**WHAT NEEDS TO BE DONE**
In the listing that follows, count the lines holding the word "find" and report only that number.
--------------------
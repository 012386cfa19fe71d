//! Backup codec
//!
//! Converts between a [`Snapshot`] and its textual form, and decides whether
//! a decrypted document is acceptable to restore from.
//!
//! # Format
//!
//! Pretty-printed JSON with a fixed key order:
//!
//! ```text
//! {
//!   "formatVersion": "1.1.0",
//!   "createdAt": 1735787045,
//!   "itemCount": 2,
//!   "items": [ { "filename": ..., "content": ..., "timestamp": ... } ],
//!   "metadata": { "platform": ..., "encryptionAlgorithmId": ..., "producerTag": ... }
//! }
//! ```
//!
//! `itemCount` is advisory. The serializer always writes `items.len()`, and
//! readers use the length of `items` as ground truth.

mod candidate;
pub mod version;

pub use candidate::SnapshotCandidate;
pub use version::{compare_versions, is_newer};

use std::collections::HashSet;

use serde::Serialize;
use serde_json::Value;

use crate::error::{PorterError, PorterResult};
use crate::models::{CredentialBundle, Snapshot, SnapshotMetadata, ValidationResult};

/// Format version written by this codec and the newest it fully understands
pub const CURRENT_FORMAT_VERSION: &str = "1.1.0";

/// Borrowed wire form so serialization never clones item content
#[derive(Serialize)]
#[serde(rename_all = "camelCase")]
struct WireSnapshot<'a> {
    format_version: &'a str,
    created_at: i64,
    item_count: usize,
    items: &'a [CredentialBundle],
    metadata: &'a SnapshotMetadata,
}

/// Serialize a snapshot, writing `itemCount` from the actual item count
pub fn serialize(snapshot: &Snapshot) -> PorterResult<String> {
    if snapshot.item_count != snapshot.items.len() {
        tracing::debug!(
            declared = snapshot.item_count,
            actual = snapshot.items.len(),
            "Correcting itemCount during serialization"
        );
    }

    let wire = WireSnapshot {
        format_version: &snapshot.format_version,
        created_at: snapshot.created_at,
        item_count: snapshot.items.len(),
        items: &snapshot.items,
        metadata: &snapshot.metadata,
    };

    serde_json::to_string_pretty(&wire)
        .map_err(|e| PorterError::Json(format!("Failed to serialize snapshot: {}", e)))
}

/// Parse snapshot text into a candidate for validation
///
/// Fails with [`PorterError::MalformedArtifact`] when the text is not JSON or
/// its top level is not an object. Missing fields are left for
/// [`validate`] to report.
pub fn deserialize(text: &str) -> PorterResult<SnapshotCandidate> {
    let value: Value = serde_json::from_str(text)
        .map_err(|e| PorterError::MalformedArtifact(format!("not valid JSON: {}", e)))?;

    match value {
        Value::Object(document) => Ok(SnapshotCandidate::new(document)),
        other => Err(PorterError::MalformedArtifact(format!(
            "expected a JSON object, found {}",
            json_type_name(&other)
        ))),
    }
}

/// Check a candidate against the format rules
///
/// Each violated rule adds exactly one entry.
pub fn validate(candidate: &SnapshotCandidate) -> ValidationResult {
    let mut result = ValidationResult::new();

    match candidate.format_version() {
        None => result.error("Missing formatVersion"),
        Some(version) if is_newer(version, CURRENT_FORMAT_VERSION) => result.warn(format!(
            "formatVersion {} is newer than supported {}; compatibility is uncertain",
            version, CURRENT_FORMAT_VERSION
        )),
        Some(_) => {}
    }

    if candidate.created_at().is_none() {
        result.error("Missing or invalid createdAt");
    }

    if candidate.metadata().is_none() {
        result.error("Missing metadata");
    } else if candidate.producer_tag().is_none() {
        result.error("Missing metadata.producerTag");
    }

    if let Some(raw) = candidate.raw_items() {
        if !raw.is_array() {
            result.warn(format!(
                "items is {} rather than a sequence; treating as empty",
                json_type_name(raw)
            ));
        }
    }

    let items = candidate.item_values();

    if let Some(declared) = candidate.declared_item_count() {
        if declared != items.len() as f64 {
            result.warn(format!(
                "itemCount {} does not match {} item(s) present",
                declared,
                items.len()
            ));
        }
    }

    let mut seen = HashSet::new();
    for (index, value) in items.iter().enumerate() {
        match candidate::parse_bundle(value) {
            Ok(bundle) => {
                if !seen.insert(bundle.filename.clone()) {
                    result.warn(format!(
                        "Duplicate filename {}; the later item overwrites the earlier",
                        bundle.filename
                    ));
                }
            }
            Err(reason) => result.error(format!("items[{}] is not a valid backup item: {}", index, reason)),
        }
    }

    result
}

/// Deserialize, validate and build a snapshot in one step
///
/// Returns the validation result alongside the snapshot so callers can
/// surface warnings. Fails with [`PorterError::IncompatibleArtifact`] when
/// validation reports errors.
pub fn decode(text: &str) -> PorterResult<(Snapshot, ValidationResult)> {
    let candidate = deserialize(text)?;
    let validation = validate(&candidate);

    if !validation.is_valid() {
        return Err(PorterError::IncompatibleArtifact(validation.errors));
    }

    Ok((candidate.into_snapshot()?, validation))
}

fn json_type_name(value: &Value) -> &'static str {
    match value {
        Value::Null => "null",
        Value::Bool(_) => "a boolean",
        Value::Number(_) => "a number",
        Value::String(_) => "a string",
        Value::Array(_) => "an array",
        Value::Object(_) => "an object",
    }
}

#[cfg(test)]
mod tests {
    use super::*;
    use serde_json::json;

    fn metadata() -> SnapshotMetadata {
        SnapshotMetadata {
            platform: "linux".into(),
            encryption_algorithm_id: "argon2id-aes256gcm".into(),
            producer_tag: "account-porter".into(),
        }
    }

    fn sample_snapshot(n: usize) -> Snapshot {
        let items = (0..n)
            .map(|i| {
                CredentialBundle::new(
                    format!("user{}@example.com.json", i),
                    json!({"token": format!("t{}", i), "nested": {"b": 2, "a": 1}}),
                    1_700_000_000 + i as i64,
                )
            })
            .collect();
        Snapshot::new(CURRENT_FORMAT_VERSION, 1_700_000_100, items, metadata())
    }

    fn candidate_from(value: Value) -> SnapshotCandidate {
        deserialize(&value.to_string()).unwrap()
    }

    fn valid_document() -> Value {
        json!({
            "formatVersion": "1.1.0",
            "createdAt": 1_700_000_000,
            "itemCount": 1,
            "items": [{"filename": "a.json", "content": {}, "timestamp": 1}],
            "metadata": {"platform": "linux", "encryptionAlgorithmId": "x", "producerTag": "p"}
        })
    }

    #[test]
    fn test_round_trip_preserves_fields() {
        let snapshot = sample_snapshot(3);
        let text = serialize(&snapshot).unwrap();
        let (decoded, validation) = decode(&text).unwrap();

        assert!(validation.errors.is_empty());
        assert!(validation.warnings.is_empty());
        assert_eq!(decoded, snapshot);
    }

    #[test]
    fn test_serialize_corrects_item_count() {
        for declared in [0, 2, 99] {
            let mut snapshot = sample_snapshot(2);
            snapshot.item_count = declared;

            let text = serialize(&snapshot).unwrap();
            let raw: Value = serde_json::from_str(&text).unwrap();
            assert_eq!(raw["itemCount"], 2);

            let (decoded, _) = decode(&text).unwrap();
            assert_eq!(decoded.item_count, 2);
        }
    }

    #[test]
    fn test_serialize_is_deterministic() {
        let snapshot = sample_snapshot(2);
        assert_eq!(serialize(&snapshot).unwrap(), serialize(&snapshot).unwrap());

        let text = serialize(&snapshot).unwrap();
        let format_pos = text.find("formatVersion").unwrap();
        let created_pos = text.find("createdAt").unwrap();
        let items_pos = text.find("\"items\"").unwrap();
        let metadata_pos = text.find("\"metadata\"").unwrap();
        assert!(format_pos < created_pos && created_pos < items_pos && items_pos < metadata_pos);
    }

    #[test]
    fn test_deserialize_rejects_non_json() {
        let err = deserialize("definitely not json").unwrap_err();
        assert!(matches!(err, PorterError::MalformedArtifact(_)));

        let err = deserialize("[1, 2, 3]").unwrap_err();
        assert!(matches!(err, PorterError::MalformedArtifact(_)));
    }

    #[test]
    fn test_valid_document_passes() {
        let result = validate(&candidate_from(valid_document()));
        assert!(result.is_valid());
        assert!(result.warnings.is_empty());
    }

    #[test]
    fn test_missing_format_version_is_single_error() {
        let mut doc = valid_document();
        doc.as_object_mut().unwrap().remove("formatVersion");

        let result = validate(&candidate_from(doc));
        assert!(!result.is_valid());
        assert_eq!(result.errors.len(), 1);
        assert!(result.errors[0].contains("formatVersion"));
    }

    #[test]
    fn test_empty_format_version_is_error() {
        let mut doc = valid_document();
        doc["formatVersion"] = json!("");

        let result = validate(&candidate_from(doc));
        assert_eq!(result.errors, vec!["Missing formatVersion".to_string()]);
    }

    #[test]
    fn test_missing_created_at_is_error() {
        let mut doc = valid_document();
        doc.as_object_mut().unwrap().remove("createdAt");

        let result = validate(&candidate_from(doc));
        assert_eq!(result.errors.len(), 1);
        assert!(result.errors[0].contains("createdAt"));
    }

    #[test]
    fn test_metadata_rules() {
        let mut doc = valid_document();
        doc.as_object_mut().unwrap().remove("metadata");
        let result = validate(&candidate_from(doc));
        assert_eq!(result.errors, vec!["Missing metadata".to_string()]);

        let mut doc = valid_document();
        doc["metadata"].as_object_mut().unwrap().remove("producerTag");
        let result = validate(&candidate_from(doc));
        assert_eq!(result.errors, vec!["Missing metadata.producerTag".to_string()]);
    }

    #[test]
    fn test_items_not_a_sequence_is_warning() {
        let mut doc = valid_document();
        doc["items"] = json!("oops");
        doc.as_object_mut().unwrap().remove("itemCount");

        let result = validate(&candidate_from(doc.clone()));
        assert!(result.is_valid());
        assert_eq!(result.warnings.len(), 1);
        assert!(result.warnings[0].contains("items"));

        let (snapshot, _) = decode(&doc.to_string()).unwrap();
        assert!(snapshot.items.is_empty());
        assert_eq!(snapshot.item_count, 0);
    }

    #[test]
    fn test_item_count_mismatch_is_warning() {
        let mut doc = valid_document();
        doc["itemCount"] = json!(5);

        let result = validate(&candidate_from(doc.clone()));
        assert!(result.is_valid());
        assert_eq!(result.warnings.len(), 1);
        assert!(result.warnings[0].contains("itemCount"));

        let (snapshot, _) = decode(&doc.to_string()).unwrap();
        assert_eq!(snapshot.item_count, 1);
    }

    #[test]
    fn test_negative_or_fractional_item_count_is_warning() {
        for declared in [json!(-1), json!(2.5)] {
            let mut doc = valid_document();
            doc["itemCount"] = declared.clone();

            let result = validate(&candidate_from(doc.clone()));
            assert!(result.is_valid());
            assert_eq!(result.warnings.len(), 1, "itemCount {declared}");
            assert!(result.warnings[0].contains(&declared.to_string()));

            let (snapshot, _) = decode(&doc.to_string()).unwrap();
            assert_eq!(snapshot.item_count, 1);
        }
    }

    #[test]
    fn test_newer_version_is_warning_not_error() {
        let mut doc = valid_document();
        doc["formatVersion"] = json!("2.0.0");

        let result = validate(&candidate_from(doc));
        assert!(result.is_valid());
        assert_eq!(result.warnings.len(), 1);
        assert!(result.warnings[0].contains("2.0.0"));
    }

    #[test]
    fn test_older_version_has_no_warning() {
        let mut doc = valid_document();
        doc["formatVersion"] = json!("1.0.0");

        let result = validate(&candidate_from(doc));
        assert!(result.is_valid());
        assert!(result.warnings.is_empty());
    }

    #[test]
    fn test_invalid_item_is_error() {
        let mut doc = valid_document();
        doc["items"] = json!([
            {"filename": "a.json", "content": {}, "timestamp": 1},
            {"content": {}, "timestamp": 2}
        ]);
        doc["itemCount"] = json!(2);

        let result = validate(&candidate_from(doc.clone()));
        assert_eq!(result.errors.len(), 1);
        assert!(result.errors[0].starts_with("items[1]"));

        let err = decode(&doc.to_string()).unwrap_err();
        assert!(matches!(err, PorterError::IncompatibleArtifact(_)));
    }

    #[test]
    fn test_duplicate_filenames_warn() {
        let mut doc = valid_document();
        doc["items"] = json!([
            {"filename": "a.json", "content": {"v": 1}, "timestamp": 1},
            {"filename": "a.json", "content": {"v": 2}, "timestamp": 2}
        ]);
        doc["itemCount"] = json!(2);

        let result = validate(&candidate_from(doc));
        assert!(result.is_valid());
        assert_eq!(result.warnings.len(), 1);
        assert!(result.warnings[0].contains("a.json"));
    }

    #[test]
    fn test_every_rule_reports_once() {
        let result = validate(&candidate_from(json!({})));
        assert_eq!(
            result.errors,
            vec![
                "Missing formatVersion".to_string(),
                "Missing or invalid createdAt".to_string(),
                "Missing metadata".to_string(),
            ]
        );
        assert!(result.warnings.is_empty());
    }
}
--------------------
**RESULT**
4